Whitepaper

Tableau and the Enterprise Data Warehouse: The Visual Approach to Business Intelligence

Autores: 

Enterprise data sets are large, detailed, and often complex. For the spreadsheet or typical report recipient looking for the underlying patterns, this is a worst-case combination. Reports are often designed to serve as detailed lookups so they have rows and rows of summarized data, making it difficult to see overall patterns and trends.

Traditional business intelligence (BI) applications help by providing graphs, dashboards, and text-based reports. Just as users must be able to ask ad-hoc questions, they also need effective ways of slicing, dicing and interrogating the data. The graph or dashboard that led to yesterday’s insight may not work for today’s problem.

What’s needed is an approach that closes the gap. Enterprise data management demands a visual BI solution that leverages the work of the data steward in the EDW, while solving the business intelligence needs of the business user. Tableau answers this call by providing visual BI software, while leveraging best-practice applications for data visualization and business intelligence. It gives users flexible, easy ways to display data in whatever format makes the patterns most visible—resulting in the fastest possible insight.

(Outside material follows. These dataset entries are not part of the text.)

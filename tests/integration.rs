use sentinel::{
    EntityStatus, ManualClock, Outcome, Sentinel, SentinelBuilder, SentinelConfig,
};
use std::net::IpAddr;
use std::sync::Arc;
use std::thread;
use std::time::Duration;

fn secs(s: u64) -> Duration {
    Duration::from_secs(s)
}

fn millis(ms: u64) -> Duration {
    Duration::from_millis(ms)
}

#[test]
fn test_burst_traffic_lifecycle() {
    // 2 req/s over a 10s window tolerates 20 requests per window.
    let sentinel: Sentinel<&str> = Sentinel::new(secs(10), 2.0);

    // A burst of 20 requests 100ms apart stays within budget.
    for i in 0..20 {
        assert_eq!(
            sentinel.process_request("client", millis(i * 100)),
            Outcome::Admitted,
            "request {} of the burst should be admitted",
            i + 1
        );
    }

    // The 21st request is still inside the window and goes over.
    assert_eq!(sentinel.process_request("client", secs(2)), Outcome::Blocked);

    // From here on everything bounces, without being evaluated.
    assert_eq!(
        sentinel.process_request("client", millis(2_100)),
        Outcome::Rejected
    );
    assert!(sentinel.is_blocked(&"client"));

    // Blocking dropped the history.
    let snapshot = sentinel.snapshot();
    assert_eq!(snapshot["client"].status, EntityStatus::Blocked);
    assert_eq!(snapshot["client"].recent_requests, 0);

    // An operator lifts the block; service resumes with a clean slate.
    sentinel.unblock("client");
    assert_eq!(
        sentinel.process_request("client", millis(2_200)),
        Outcome::Admitted
    );

    let stats = sentinel.stats();
    assert_eq!(stats.total_admitted, 21);
    assert_eq!(stats.total_tripped, 1);
    assert_eq!(stats.total_rejected, 1);
    assert_eq!(stats.blocked_entities, 0);
}

#[test]
fn test_steady_rate_trips_at_threshold() {
    // At most 10 requests in any 60-second window.
    let sentinel: Sentinel<&str> =
        Sentinel::with_config(SentinelConfig::per_window(10, secs(60)));

    // One request per second is fine for the first ten.
    for t in 0..10 {
        assert_eq!(sentinel.process_request("crawler", secs(t)), Outcome::Admitted);
    }

    // The 11th is only ten seconds in, so all ten predecessors still count.
    assert_eq!(sentinel.process_request("crawler", secs(10)), Outcome::Blocked);
}

#[test]
fn test_threshold_sweep() {
    // The budget admits exactly `max` requests and trips on the next one.
    for max in [1u32, 2, 3, 5, 8] {
        let sentinel: Sentinel<&str> =
            Sentinel::with_config(SentinelConfig::per_window(max, secs(10)));

        for i in 0..max {
            assert_eq!(
                sentinel.process_request("probe", millis(u64::from(i))),
                Outcome::Admitted,
                "budget of {} should admit request {}",
                max,
                i + 1
            );
        }
        assert_eq!(
            sentinel.process_request("probe", millis(u64::from(max))),
            Outcome::Blocked,
            "budget of {} should trip on request {}",
            max,
            max + 1
        );
    }
}

#[test]
fn test_budget_is_exact_for_awkward_window_lengths() {
    // 2 requests per 49 seconds: the derived rate is not exactly
    // representable, but the budget must still admit both requests and
    // trip on the third.
    let sentinel: Sentinel<&str> =
        Sentinel::with_config(SentinelConfig::per_window(2, secs(49)));

    assert_eq!(sentinel.process_request("meter", secs(0)), Outcome::Admitted);
    assert_eq!(sentinel.process_request("meter", secs(1)), Outcome::Admitted);
    assert_eq!(sentinel.process_request("meter", secs(2)), Outcome::Blocked);

    // 1 per 49 seconds is a sane budget: the threshold is exactly one, so
    // construction must not reject it.
    let sentinel: Sentinel<&str> =
        Sentinel::with_config(SentinelConfig::per_window(1, secs(49)));

    assert_eq!(sentinel.process_request("lone", secs(0)), Outcome::Admitted);
    assert_eq!(sentinel.process_request("lone", secs(1)), Outcome::Blocked);
}

#[test]
fn test_window_boundary_semantics() {
    let sentinel: Sentinel<&str> =
        Sentinel::with_config(SentinelConfig::per_window(1, secs(10)));

    // A request exactly `window` old still counts against the budget.
    assert_eq!(sentinel.process_request("edge-in", secs(0)), Outcome::Admitted);
    assert_eq!(sentinel.process_request("edge-in", secs(10)), Outcome::Blocked);

    // One millisecond past the boundary it has aged out.
    assert_eq!(sentinel.process_request("edge-out", secs(0)), Outcome::Admitted);
    assert_eq!(
        sentinel.process_request("edge-out", secs(10) + millis(1)),
        Outcome::Admitted
    );
}

#[test]
fn test_out_of_order_timestamps_count_conservatively() {
    let sentinel: Sentinel<&str> =
        Sentinel::with_config(SentinelConfig::per_window(3, secs(10)));

    // A replayed log with a clock step backwards in the middle. Requests
    // that look like they are from the future still count.
    assert_eq!(sentinel.process_request("replay", secs(5)), Outcome::Admitted);
    assert_eq!(sentinel.process_request("replay", secs(3)), Outcome::Admitted);
    assert_eq!(sentinel.process_request("replay", secs(4)), Outcome::Admitted);
    assert_eq!(sentinel.process_request("replay", secs(5)), Outcome::Blocked);
}

#[test]
fn test_block_is_sticky_without_operator() {
    let sentinel: Sentinel<&str> =
        Sentinel::with_config(SentinelConfig::per_window(1, secs(10)));

    sentinel.process_request("patient", secs(0));
    assert_eq!(sentinel.process_request("patient", secs(1)), Outcome::Blocked);

    // No amount of waiting lifts a block.
    for quiet in [secs(60), secs(3_600), secs(86_400)] {
        assert_eq!(
            sentinel.process_request("patient", quiet),
            Outcome::Rejected,
            "block should survive {quiet:?} of silence"
        );
    }
    assert!(sentinel.is_blocked(&"patient"));

    sentinel.unblock("patient");
    assert_eq!(
        sentinel.process_request("patient", secs(86_401)),
        Outcome::Admitted
    );
}

#[test]
fn test_manual_clock_full_lifecycle() {
    let clock = ManualClock::new();
    let sentinel: Sentinel<&str, _> =
        Sentinel::with_clock(SentinelConfig::per_window(2, secs(10)), clock.clone());

    // Two requests back to back use up the budget.
    assert_eq!(sentinel.process("sensor"), Outcome::Admitted);
    clock.advance(secs(1));
    assert_eq!(sentinel.process("sensor"), Outcome::Admitted);

    // Eleven quiet seconds later both have aged out.
    clock.advance(secs(11));
    assert_eq!(sentinel.process("sensor"), Outcome::Admitted);

    // A rapid burst on top of that trips the detector.
    clock.advance(millis(100));
    assert_eq!(sentinel.process("sensor"), Outcome::Admitted);
    clock.advance(millis(100));
    assert_eq!(sentinel.process("sensor"), Outcome::Blocked);
    clock.advance(millis(100));
    assert_eq!(sentinel.process("sensor"), Outcome::Rejected);

    sentinel.unblock("sensor");
    clock.advance(millis(100));
    assert_eq!(sentinel.process("sensor"), Outcome::Admitted);
}

#[test]
fn test_entities_do_not_interfere() {
    let sentinel: Sentinel<String> =
        Sentinel::with_config(SentinelConfig::per_window(5, secs(10)));

    // Four devices each exhaust their own budget independently.
    for device in 0..4 {
        let key = format!("device-{device}");
        for i in 0..5 {
            assert_eq!(
                sentinel.process_request(key.clone(), millis(i)),
                Outcome::Admitted
            );
        }
        assert_eq!(sentinel.process_request(key.clone(), millis(5)), Outcome::Blocked);
    }

    let stats = sentinel.stats();
    assert_eq!(stats.tracked_entities, 4);
    assert_eq!(stats.blocked_entities, 4);
    assert_eq!(stats.total_admitted, 20);
    assert_eq!(stats.total_tripped, 4);
}

#[test]
fn test_contended_single_entity_is_exact() {
    // 8 threads hammer one key with in-window timestamps. The per-entity
    // lock serializes judgement, so the outcome split is deterministic.
    let sentinel: Arc<Sentinel<&str>> = Arc::new(Sentinel::with_config(
        SentinelConfig::per_window(20, secs(10)),
    ));
    let mut handles = vec![];

    for _ in 0..8 {
        let sentinel_clone = Arc::clone(&sentinel);
        handles.push(thread::spawn(move || {
            for _ in 0..50 {
                sentinel_clone.process_request("hot", secs(5));
            }
        }));
    }
    for handle in handles {
        handle.join().unwrap();
    }

    let stats = sentinel.stats();
    assert_eq!(stats.tracked_entities, 1);
    assert_eq!(stats.total_admitted, 20);
    assert_eq!(stats.total_tripped, 1);
    assert_eq!(stats.total_rejected, 379);
    assert_eq!(stats.total_requests(), 400);
}

#[test]
fn test_concurrent_distinct_entities_scale() {
    let sentinel: Arc<Sentinel<String>> = Arc::new(
        SentinelBuilder::new()
            .window(secs(10))
            .rate_limit(1_000.0)
            .build(),
    );
    let mut handles = vec![];

    for worker in 0..8 {
        let sentinel_clone = Arc::clone(&sentinel);
        handles.push(thread::spawn(move || {
            let key = format!("worker-{worker}");
            for i in 0..250u64 {
                assert_eq!(
                    sentinel_clone.process_request(key.clone(), millis(i)),
                    Outcome::Admitted
                );
            }
        }));
    }
    for handle in handles {
        handle.join().unwrap();
    }

    let stats = sentinel.stats();
    assert_eq!(stats.tracked_entities, 8);
    assert_eq!(stats.total_admitted, 2_000);
    assert_eq!(stats.blocked_entities, 0);
}

#[test]
fn test_operator_block_and_unblock() {
    let sentinel: Sentinel<&str> = Sentinel::new(secs(10), 2.0);

    // Blocking an entity the detector has never seen tracks it as blocked.
    sentinel.block("threat-intel-hit");
    assert!(sentinel.is_blocked(&"threat-intel-hit"));
    assert_eq!(
        sentinel.process_request("threat-intel-hit", secs(0)),
        Outcome::Rejected
    );

    // Unblocking an unknown entity leaves it tracked and active.
    sentinel.unblock("false-alarm");
    assert!(!sentinel.is_blocked(&"false-alarm"));
    assert_eq!(sentinel.tracked_entities(), 2);
    assert_eq!(sentinel.blocked_entities(), 1);

    // Asking about an unknown entity does not start tracking it.
    assert!(!sentinel.is_blocked(&"stranger"));
    assert_eq!(sentinel.tracked_entities(), 2);
}

#[test]
fn test_snapshot_and_stats_lifecycle() {
    let sentinel: Sentinel<&str> =
        Sentinel::with_config(SentinelConfig::per_window(3, secs(10)));

    sentinel.process_request("calm", secs(0));
    sentinel.process_request("busy", secs(0));
    sentinel.process_request("busy", secs(1));
    sentinel.process_request("busy", secs(2));
    sentinel.process_request("busy", secs(3)); // trips
    sentinel.process_request("busy", secs(4)); // rejected
    sentinel.block("banned");

    let snapshot = sentinel.snapshot();
    assert_eq!(snapshot.len(), 3);
    assert_eq!(snapshot["calm"].status, EntityStatus::Active);
    assert_eq!(snapshot["calm"].recent_requests, 1);
    assert_eq!(snapshot["busy"].status, EntityStatus::Blocked);
    assert_eq!(snapshot["busy"].recent_requests, 0);
    assert_eq!(snapshot["banned"].status, EntityStatus::Blocked);

    let stats = sentinel.stats();
    assert_eq!(stats.tracked_entities, 3);
    assert_eq!(stats.blocked_entities, 2);
    assert_eq!(stats.total_admitted, 4);
    assert_eq!(stats.total_tripped, 1);
    assert_eq!(stats.total_rejected, 1);

    let summary = stats.summary();
    println!("{summary}");
    assert!(summary.contains("3 tracked"));
    assert!(summary.contains("2 blocked"));
    assert!(summary.contains("6 total"));
}

#[test]
fn test_ip_address_keys() {
    // Keys are generic; IP addresses are the classic case.
    let sentinel: Sentinel<IpAddr> =
        Sentinel::with_config(SentinelConfig::per_window(2, secs(10)));

    let attacker: IpAddr = "203.0.113.66".parse().unwrap();
    let bystander: IpAddr = "198.51.100.7".parse().unwrap();

    assert_eq!(sentinel.process_request(attacker, millis(0)), Outcome::Admitted);
    assert_eq!(sentinel.process_request(attacker, millis(5)), Outcome::Admitted);
    assert_eq!(sentinel.process_request(attacker, millis(10)), Outcome::Blocked);

    assert_eq!(sentinel.process_request(bystander, millis(10)), Outcome::Admitted);
    assert!(sentinel.is_blocked(&attacker));
    assert!(!sentinel.is_blocked(&bystander));
}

We've also pulled out the first several pages of the whitepaper for you to read. Download the PDF on the right to read the rest.

Introduction

Organizations focus on acquiring customers, increasing revenues and profitability, building and delivering quality products and services, and in general outmaneuvering the competition. Understanding finances, customer activity, product delivery, and yes, even the impact of yesterday’s business decisions all need to occur on a more compressed schedule than ever before.

Companies need to arm their employees with the tools and data to enable immediate investigation and understanding of the business. People need relevant analytics to identify trends, outliers and anomalies, to share findings, and to monitor progress of initiatives. Supporting those efforts is the imperative for IT organizations today.

Over the years, organizations have built enterprise data warehouses (EDWs) to hold the ever-increasing amounts of business data being generated. The success IT has had in capturing every data transaction has made a rich store of data available to help guide business decisions. Instead, the volume of data available in the EDW has overwhelmed and frustrated the business user.

Traditional business intelligence (BI) platforms were developed to solve this problem but typically resulted in stifling the analytical curiosity of the business user and burdening IT with report-writing requests. Far too often, there is a significant gap in the promise and reality of the traditional BI projects.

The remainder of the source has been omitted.